Suddenly prayer—the ancient activity of speaking to God in the belief that he can hear and respond—was everywhere. Top-level coaches and players, former and present, posted appeals to “Pray for Damar.” Former quarterback Dan Orlovsky, discussing the game with two panelists on ESPN, did the until-now unthinkable: He bowed his head and actually prayed—with two other commentators. The prayer concluded, each said “Amen,” and you felt they meant it.
There is something natural and beautiful in the desire to entreat God to aid a gravely injured man. News reports on Thursday (January 5, 2023) indicate that Mr. Hamlin, against every expectation, is cognizant and able to communicate. Not everyone is surprised.
Source: Barton Swaim, “How Damar Hamlin Drove a Nation to Pray,” The Wall Street Journal (1-5-23)
In his book The Life We’re Looking For, author Andy Crouch relates the following spiritual prayer experience. While stuck in Chicago’s O’Hare airport on a cold winter night, he needed some exercise, so he tried the following prayer walk experiment:
As I walked, I decided, I would try to take note of each person I passed. I would pay as much attention to each of them as I could … and say to myself as I saw each one, image bearer. I passed a weary looking man in a suit. Image bearer. Right behind him was a woman in a sari. Image bearer.
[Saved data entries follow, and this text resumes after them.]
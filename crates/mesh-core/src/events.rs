//! Provider lifecycle events for monitoring.
//!
//! `MeshEvent` describes what the provider did; `EventBus` fans events out to
//! callbacks registered by the host application (status bars, debug panes,
//! tests). Callbacks run on the provider's control loop and must not block.

use crate::registry::ConnectionDirection;
use crate::PeerId;
use serde::Serialize;
use std::sync::atomic::{AtomicUsize, Ordering};
use std::sync::{Arc, RwLock, Weak};

/// Events emitted by a running provider.
#[derive(Debug, Clone, PartialEq, Serialize)]
#[serde(tag = "type", rename_all = "camelCase")]
pub enum MeshEvent {
    /// The transport endpoint opened and our identifier is known.
    Ready {
        #[serde(rename = "peerId")]
        peer_id: PeerId,
    },
    /// A channel opened and cold-start sync was sent.
    PeerConnected {
        #[serde(rename = "peerId")]
        peer_id: PeerId,
        direction: ConnectionDirection,
    },
    /// A channel closed or was dropped.
    PeerDisconnected {
        #[serde(rename = "peerId")]
        peer_id: PeerId,
    },
    /// An outbound dial failed.
    DialFailed {
        #[serde(rename = "peerId")]
        peer_id: PeerId,
        attempt: u32,
        error: String,
        /// Whether another attempt is scheduled.
        #[serde(rename = "willRetry")]
        will_retry: bool,
    },
    /// A remote document delta changed our replica.
    DocumentMerged {
        #[serde(rename = "peerId")]
        peer_id: PeerId,
        size: usize,
    },
    /// A frame could not be used and was discarded.
    FrameDiscarded {
        #[serde(rename = "peerId")]
        peer_id: PeerId,
        reason: String,
    },
    /// The provider shut down.
    Destroyed,
}

/// Subscription handle that unsubscribes automatically when dropped.
///
/// Follows the disposer pattern: hold this value to keep receiving events,
/// drop it (or let it go out of scope) to unsubscribe.
pub struct Subscription {
    bus: Weak<EventBus>,
    id: usize,
}

impl Drop for Subscription {
    fn drop(&mut self) {
        if let Some(bus) = self.bus.upgrade() {
            bus.unsubscribe(self.id);
        }
    }
}

type Callback = Arc<dyn Fn(&MeshEvent) + Send + Sync>;

/// Event bus for publishing provider events to subscribers.
///
/// Wrap in `Arc` to enable subscriptions.
#[derive(Default)]
pub struct EventBus {
    callbacks: RwLock<Vec<(usize, Callback)>>,
    next_id: AtomicUsize,
}

impl EventBus {
    pub fn new() -> Self {
        Self::default()
    }

    /// Subscribe to events. Returns `Subscription` that unsubscribes on drop.
    pub fn subscribe(
        self: &Arc<Self>,
        callback: impl Fn(&MeshEvent) + Send + Sync + 'static,
    ) -> Subscription {
        let id = self.next_id.fetch_add(1, Ordering::Relaxed);
        self.callbacks
            .write()
            .unwrap_or_else(|e| e.into_inner())
            .push((id, Arc::new(callback)));
        Subscription {
            bus: Arc::downgrade(self),
            id,
        }
    }

    fn unsubscribe(&self, id: usize) {
        // try_write: Drop may run during unwinding while emit holds a read lock
        if let Ok(mut guard) = self.callbacks.try_write() {
            guard.retain(|(i, _)| *i != id);
        }
    }

    /// Emit an event to all subscribers.
    pub fn emit(&self, event: MeshEvent) {
        // Snapshot first so a callback may subscribe without deadlocking.
        let callbacks: Vec<Callback> = self
            .callbacks
            .read()
            .unwrap_or_else(|e| e.into_inner())
            .iter()
            .map(|(_, cb)| Arc::clone(cb))
            .collect();

        for callback in callbacks {
            callback(&event);
        }
    }

    pub fn subscriber_count(&self) -> usize {
        self.callbacks.read().unwrap_or_else(|e| e.into_inner()).len()
    }
}
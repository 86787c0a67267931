//! Rendezvous wire protocol.
//!
//! JSON text frames exchanged between a participant and the rendezvous
//! service over a connection upgraded at `/room/{roomId}`.
//!
//! Wire format: `{"type":"joined","peers":[{"userId":"alice"}]}`

use crate::PeerId;
use serde::{Deserialize, Serialize};

/// A room member as announced to other members.
#[derive(Debug, Clone, PartialEq, Eq, Serialize, Deserialize)]
#[serde(rename_all = "camelCase")]
pub struct PeerEntry {
    pub user_id: PeerId,
    /// Address the member accepts peer channels on, if it advertised one
    #[serde(default, skip_serializing_if = "Option::is_none")]
    pub address: Option<String>,
}

impl PeerEntry {
    pub fn new(user_id: PeerId, address: Option<String>) -> Self {
        Self { user_id, address }
    }
}

/// Messages sent by the rendezvous service.
#[derive(Debug, Clone, PartialEq, Eq, Serialize, Deserialize)]
#[serde(tag = "type", rename_all = "kebab-case")]
pub enum ServerMessage {
    /// Sent once to a new member: everyone already in the room
    Joined { peers: Vec<PeerEntry> },
    /// Another member joined the room
    #[serde(rename_all = "camelCase")]
    PeerJoined {
        user_id: PeerId,
        #[serde(default, skip_serializing_if = "Option::is_none")]
        address: Option<String>,
    },
    /// A member disconnected
    #[serde(rename_all = "camelCase")]
    PeerLeft { user_id: PeerId },
    /// Reply to [`ClientMessage::Ping`]
    Pong,
}

impl ServerMessage {
    /// Serialize to a JSON string (sent as a text frame).
    pub fn to_json(&self) -> String {
        serde_json::to_string(self).expect("ServerMessage serialization should not fail")
    }

    pub fn from_json(data: &str) -> Option<Self> {
        serde_json::from_str(data).ok()
    }
}

/// Messages sent by a participant.
#[derive(Debug, Clone, Copy, PartialEq, Eq, Serialize, Deserialize)]
#[serde(tag = "type", rename_all = "kebab-case")]
pub enum ClientMessage {
    /// Optional keepalive
    Ping,
}

impl ClientMessage {
    pub fn to_json(&self) -> String {
        serde_json::to_string(self).expect("ClientMessage serialization should not fail")
    }

    pub fn from_json(data: &str) -> Option<Self> {
        serde_json::from_str(data).ok()
    }
}

#[cfg(test)]
mod tests {
    use super::*;

    fn id(s: &str) -> PeerId {
        s.parse().unwrap()
    }

    #[test]
    fn test_joined_wire_format() {
        let msg = ServerMessage::Joined {
            peers: vec![PeerEntry::new(id("A"), None)],
        };
        assert_eq!(msg.to_json(), r#"{"type":"joined","peers":[{"userId":"A"}]}"#);
    }

    #[test]
    fn test_joined_empty() {
        let msg = ServerMessage::from_json(r#"{"type":"joined","peers":[]}"#).unwrap();
        assert_eq!(msg, ServerMessage::Joined { peers: vec![] });
    }

    #[test]
    fn test_peer_joined_wire_format() {
        let msg = ServerMessage::PeerJoined {
            user_id: id("B"),
            address: None,
        };
        assert_eq!(msg.to_json(), r#"{"type":"peer-joined","userId":"B"}"#);

        let with_addr = ServerMessage::PeerJoined {
            user_id: id("B"),
            address: Some("ws://h:1".into()),
        };
        assert_eq!(
            ServerMessage::from_json(&with_addr.to_json()),
            Some(with_addr)
        );
    }

    #[test]
    fn test_peer_left_wire_format() {
        let msg = ServerMessage::PeerLeft { user_id: id("B") };
        assert_eq!(msg.to_json(), r#"{"type":"peer-left","userId":"B"}"#);
    }

    #[test]
    fn test_ping_pong() {
        assert_eq!(ClientMessage::Ping.to_json(), r#"{"type":"ping"}"#);
        assert_eq!(ClientMessage::from_json(r#"{"type":"ping"}"#), Some(ClientMessage::Ping));
        assert_eq!(ServerMessage::Pong.to_json(), r#"{"type":"pong"}"#);
    }

    #[test]
    fn test_unknown_or_malformed() {
        assert!(ServerMessage::from_json(r#"{"type":"nope"}"#).is_none());
        assert!(ServerMessage::from_json(r#"{"type":"peer-left"}"#).is_none());
        assert!(ServerMessage::from_json(r#"{"type":"peer-left","userId":""}"#).is_none());
        assert!(ClientMessage::from_json("garbage").is_none());
    }
}
//! SharedText: the replicated text document.
//!
//! A Loro document with a single `body` text container. The handle is cheap
//! to clone; the editor and the provider share one instance.
//!
//! Every state change, whether a local edit or a merge of a peer's delta that
//! brought in new operations, is published to subscribers as a delta covering
//! exactly the new operations. Merging a delta that adds nothing publishes
//! nothing, which is what stops relayed deltas from bouncing forever.

use crate::ClientId;
use loro::{ExportMode, LoroDoc, LoroText, VersionVector};
use std::sync::{Arc, Mutex};
use thiserror::Error;
use tokio::sync::mpsc;

#[derive(Debug, Error)]
pub enum DocumentError {
    #[error("Loro error: {0}")]
    Loro(String),

    #[error("Export failed: {0}")]
    Export(String),
}

pub type Result<T> = std::result::Result<T, DocumentError>;

const BODY: &str = "body";

struct Inner {
    doc: LoroDoc,
    /// Version covered by the last published delta. Holding this lock
    /// serializes mutate-then-export so deltas never overlap or skip.
    published: Mutex<VersionVector>,
    observers: Mutex<Vec<mpsc::UnboundedSender<Vec<u8>>>>,
}

/// Replicated text shared between the editor and the mesh provider.
#[derive(Clone)]
pub struct SharedText {
    inner: Arc<Inner>,
}

impl SharedText {
    /// Create an empty document whose operations are attributed to `client_id`.
    pub fn new(client_id: ClientId) -> Result<Self> {
        let doc = LoroDoc::new();
        doc.set_peer_id(client_id.as_u64())
            .map_err(|e| DocumentError::Loro(e.to_string()))?;
        let published = doc.oplog_vv();
        Ok(Self {
            inner: Arc::new(Inner {
                doc,
                published: Mutex::new(published),
                observers: Mutex::new(Vec::new()),
            }),
        })
    }

    /// Receive every delta produced from now on.
    pub fn subscribe(&self) -> mpsc::UnboundedReceiver<Vec<u8>> {
        let (tx, rx) = mpsc::unbounded_channel();
        self.inner
            .observers
            .lock()
            .unwrap_or_else(|e| e.into_inner())
            .push(tx);
        rx
    }

    /// Current text content.
    pub fn text(&self) -> String {
        self.body().to_string()
    }

    /// Length in Unicode scalar values.
    pub fn len(&self) -> usize {
        self.body().len_unicode()
    }

    pub fn is_empty(&self) -> bool {
        self.len() == 0
    }

    /// Insert `text` at Unicode position `pos`.
    pub fn insert(&self, pos: usize, text: &str) -> Result<()> {
        self.mutate(|body| body.insert(pos, text))
    }

    /// Delete `len` Unicode scalar values starting at `pos`.
    pub fn delete(&self, pos: usize, len: usize) -> Result<()> {
        self.mutate(|body| body.delete(pos, len))
    }

    /// Append `text` at the end.
    pub fn push_str(&self, text: &str) -> Result<()> {
        self.mutate(|body| body.insert(body.len_unicode(), text))
    }

    /// Full-state snapshot for cold-start sync.
    pub fn snapshot(&self) -> Result<Vec<u8>> {
        self.inner
            .doc
            .export(ExportMode::Snapshot)
            .map_err(|e| DocumentError::Export(e.to_string()))
    }

    /// Version of all operations known locally.
    pub fn version(&self) -> VersionVector {
        self.inner.doc.oplog_vv()
    }

    /// Merge a delta or snapshot from a peer.
    ///
    /// Idempotent and commutative. Returns true if new operations were
    /// integrated (in which case subscribers receive them as a delta).
    pub fn apply(&self, delta: &[u8]) -> Result<bool> {
        let mut published = self.published();
        self.inner
            .doc
            .import(delta)
            .map_err(|e| DocumentError::Loro(e.to_string()))?;
        self.publish_since(&mut published)
    }

    fn mutate(&self, op: impl FnOnce(&LoroText) -> loro::LoroResult<()>) -> Result<()> {
        let mut published = self.published();
        op(&self.body()).map_err(|e| DocumentError::Loro(e.to_string()))?;
        self.inner.doc.commit();
        self.publish_since(&mut published)?;
        Ok(())
    }

    /// Export everything newer than `published`, advance it, and notify.
    fn publish_since(&self, published: &mut VersionVector) -> Result<bool> {
        let current = self.inner.doc.oplog_vv();
        if current == *published {
            return Ok(false);
        }
        let delta = self
            .inner
            .doc
            .export(ExportMode::updates(published))
            .map_err(|e| DocumentError::Export(e.to_string()))?;
        *published = current;

        self.inner
            .observers
            .lock()
            .unwrap_or_else(|e| e.into_inner())
            .retain(|tx| tx.send(delta.clone()).is_ok());
        Ok(true)
    }

    fn body(&self) -> LoroText {
        self.inner.doc.get_text(BODY)
    }

    fn published(&self) -> std::sync::MutexGuard<'_, VersionVector> {
        self.inner.published.lock().unwrap_or_else(|e| e.into_inner())
    }
}

impl std::fmt::Debug for SharedText {
    fn fmt(&self, f: &mut std::fmt::Formatter<'_>) -> std::fmt::Result {
        f.debug_struct("SharedText")
            .field("text", &self.text())
            .finish()
    }
}
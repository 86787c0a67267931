//! rendezvous: room discovery service for mesh-sync peers.

use std::sync::Arc;

use anyhow::{Context, Result};
use clap::Parser;
use tokio::signal;
use tracing::info;
use tracing_subscriber::EnvFilter;

use rendezvous::config::{ApiKey, Config};
use rendezvous::RendezvousServer;

#[derive(Parser, Debug)]
#[command(name = "rendezvous")]
#[command(about = "Room discovery service for mesh-sync peers")]
struct Args {
    /// Address to listen on (overrides the config file)
    #[arg(short, long, env = "RENDEZVOUS_BIND")]
    bind: Option<String>,

    /// Directory holding config.json
    #[arg(long, env = "RENDEZVOUS_CONFIG_PATH")]
    config_path: Option<String>,

    /// Accept joins without a token
    #[arg(long)]
    no_auth: bool,

    /// Additional API keys accepted as tokens
    #[arg(long = "api-key", env = "RENDEZVOUS_API_KEYS", value_delimiter = ',')]
    api_keys: Vec<String>,

    /// OIDC userinfo endpoint used to verify tokens
    #[arg(long, env = "RENDEZVOUS_USERINFO_URL")]
    userinfo_url: Option<String>,

    /// Seconds a verified token is remembered (0 disables caching)
    #[arg(long)]
    token_cache_ttl: Option<u64>,

    /// Enable verbose logging
    #[arg(long)]
    verbose: bool,
}

impl Args {
    /// Apply command-line overrides on top of the loaded configuration.
    fn apply(&self, config: &mut Config) {
        if let Some(bind) = &self.bind {
            config.bind = bind.clone();
        }
        if self.no_auth {
            config.require_token = false;
        }
        for (i, key) in self.api_keys.iter().enumerate() {
            config.api_keys.push(ApiKey {
                key: key.clone(),
                name: format!("cli-{}", i + 1),
                active: true,
            });
        }
        if let Some(url) = &self.userinfo_url {
            config.userinfo.url = url.clone();
        }
        if let Some(ttl) = self.token_cache_ttl {
            config.token_cache_ttl_secs = ttl;
        }
    }
}

#[tokio::main]
async fn main() -> Result<()> {
    let args = Args::parse();

    // Respects RUST_LOG, defaults to info (or debug with --verbose)
    let default_filter = if args.verbose {
        "debug,rendezvous=debug"
    } else {
        "info,rendezvous=info"
    };
    let filter = EnvFilter::try_from_default_env().unwrap_or_else(|_| EnvFilter::new(default_filter));
    tracing_subscriber::fmt().with_env_filter(filter).init();

    let mut config = match &args.config_path {
        Some(path) => Config::load(path)?,
        None => Config::default(),
    };
    args.apply(&mut config);

    let verifier = config
        .build_verifier()
        .context("Failed to set up token verification")?;
    if verifier.is_none() {
        info!("Token verification disabled");
    }

    let server = Arc::new(RendezvousServer::new(verifier));
    let listener = RendezvousServer::bind(&config.bind).await?;

    info!("Rendezvous running. Press Ctrl+C to stop.");
    tokio::select! {
        result = Arc::clone(&server).serve(listener) => result?,
        _ = shutdown_signal() => {}
    }

    info!("Rendezvous shut down ({} rooms open)", server.rooms().room_count());
    Ok(())
}

async fn shutdown_signal() {
    let ctrl_c = async {
        if let Err(e) = signal::ctrl_c().await {
            tracing::error!("Failed to listen for Ctrl+C: {}", e);
            std::future::pending::<()>().await;
        }
    };

    #[cfg(unix)]
    let terminate = async {
        match signal::unix::signal(signal::unix::SignalKind::terminate()) {
            Ok(mut sig) => {
                sig.recv().await;
            }
            Err(e) => {
                tracing::error!("Failed to install SIGTERM handler: {}", e);
                std::future::pending::<()>().await;
            }
        }
    };

    #[cfg(not(unix))]
    let terminate = std::future::pending::<()>();

    tokio::select! {
        _ = ctrl_c => {},
        _ = terminate => {},
    }

    info!("Shutdown signal received");
}
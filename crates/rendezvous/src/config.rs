//! Configuration loading and management

use std::path::Path;
use std::sync::Arc;
use std::time::Duration;

use anyhow::{Context, Result};
use serde::{Deserialize, Serialize};

use crate::auth::{
    AnyVerifier, CachingVerifier, StaticTokenVerifier, TokenVerifier, UserInfoVerifier,
};

pub const CONFIG_FILE: &str = "config.json";

/// Main configuration for the rendezvous service
#[derive(Debug, Clone, PartialEq, Serialize, Deserialize)]
pub struct Config {
    /// Address to listen on
    #[serde(default = "default_bind")]
    pub bind: String,

    /// Reject joins without a valid token
    #[serde(default = "default_true")]
    pub require_token: bool,

    /// Static tokens accepted without asking the identity provider
    #[serde(default)]
    pub api_keys: Vec<ApiKey>,

    /// Identity provider configuration
    #[serde(default)]
    pub userinfo: UserInfoConfig,

    /// How long a successful verification is remembered (0 = never)
    #[serde(default = "default_token_cache_ttl")]
    pub token_cache_ttl_secs: u64,
}

#[derive(Debug, Clone, PartialEq, Serialize, Deserialize)]
pub struct ApiKey {
    /// The key value
    pub key: String,
    /// Human-readable name, logged as the identity
    pub name: String,
    /// Whether this key is active
    #[serde(default = "default_true")]
    pub active: bool,
}

#[derive(Debug, Clone, PartialEq, Serialize, Deserialize)]
pub struct UserInfoConfig {
    /// Ask the identity provider about tokens that are not API keys
    #[serde(default = "default_true")]
    pub enabled: bool,

    /// OIDC userinfo endpoint; a token is valid if this returns 2xx
    #[serde(default = "default_userinfo_url")]
    pub url: String,

    /// Request timeout in seconds
    #[serde(default = "default_userinfo_timeout")]
    pub timeout_secs: u64,
}

impl Default for UserInfoConfig {
    fn default() -> Self {
        Self {
            enabled: true,
            url: default_userinfo_url(),
            timeout_secs: default_userinfo_timeout(),
        }
    }
}

fn default_bind() -> String {
    "0.0.0.0:10000".to_string()
}

fn default_true() -> bool {
    true
}

fn default_userinfo_url() -> String {
    "https://www.googleapis.com/oauth2/v3/userinfo".to_string()
}

fn default_userinfo_timeout() -> u64 {
    10
}

fn default_token_cache_ttl() -> u64 {
    300 // 5 minutes
}

impl Default for Config {
    fn default() -> Self {
        Self {
            bind: default_bind(),
            require_token: true,
            api_keys: Vec::new(),
            userinfo: UserInfoConfig::default(),
            token_cache_ttl_secs: default_token_cache_ttl(),
        }
    }
}

impl Config {
    /// Load `config.json` from the config directory, writing the defaults
    /// there for reference if it does not exist yet.
    pub fn load(config_path: impl AsRef<Path>) -> Result<Self> {
        let config_path = config_path.as_ref();
        let config_file = config_path.join(CONFIG_FILE);

        if config_file.exists() {
            let content = std::fs::read_to_string(&config_file)
                .with_context(|| format!("Failed to read config file: {:?}", config_file))?;
            let config: Config = serde_json::from_str(&content)
                .with_context(|| format!("Failed to parse {:?}", config_file))?;
            tracing::info!("Loaded configuration from {:?}", config_file);
            Ok(config)
        } else {
            tracing::info!("No config file found at {:?}, using defaults", config_file);
            let config = Config::default();

            std::fs::create_dir_all(config_path)
                .with_context(|| format!("Failed to create config directory: {:?}", config_path))?;

            let content = serde_json::to_string_pretty(&config)?;
            std::fs::write(&config_file, content)
                .with_context(|| format!("Failed to write default config: {:?}", config_file))?;
            tracing::info!("Created default config at {:?}", config_file);

            Ok(config)
        }
    }

    /// Active API key values.
    pub fn active_keys(&self) -> impl Iterator<Item = &ApiKey> {
        self.api_keys.iter().filter(|k| k.active)
    }

    /// Build the token verifier this configuration describes.
    ///
    /// `None` means joins are accepted without a token. API keys are checked
    /// before the identity provider, whose answers are cached.
    pub fn build_verifier(&self) -> Result<Option<Arc<dyn TokenVerifier>>> {
        if !self.require_token {
            return Ok(None);
        }

        let mut chain: Vec<Arc<dyn TokenVerifier>> = Vec::new();

        let keys: Vec<(String, String)> = self
            .active_keys()
            .map(|k| (k.key.clone(), k.name.clone()))
            .collect();
        if !keys.is_empty() {
            chain.push(Arc::new(StaticTokenVerifier::new(keys)));
        }

        if self.userinfo.enabled {
            let userinfo = UserInfoVerifier::new(
                &self.userinfo.url,
                Duration::from_secs(self.userinfo.timeout_secs),
            )?;
            let ttl = Duration::from_secs(self.token_cache_ttl_secs);
            chain.push(Arc::new(CachingVerifier::new(userinfo, ttl)));
        }

        anyhow::ensure!(
            !chain.is_empty(),
            "require_token is set but no API keys are active and userinfo is disabled"
        );
        Ok(Some(Arc::new(AnyVerifier::new(chain))))
    }
}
A mother pushed a stroller with a young baby; a young man, presumably the baby’s father, walked next to her, half holding, half dragging a toddler by the hand. Image bearer, image bearer, image bearer, image bearer. A ramp worker walked by in a bulky coat and safety vest. Image bearer.
By the time I reached the corridor where Terminal 1 connects to Terminal 2, I had passed perhaps 200 people, glancing at their faces just long enough to say to myself, image bearer. I had six more concourses to go. ... After about 45 minutes of walking—image bearer, image bearer, image bearer … I was at the most distant gates.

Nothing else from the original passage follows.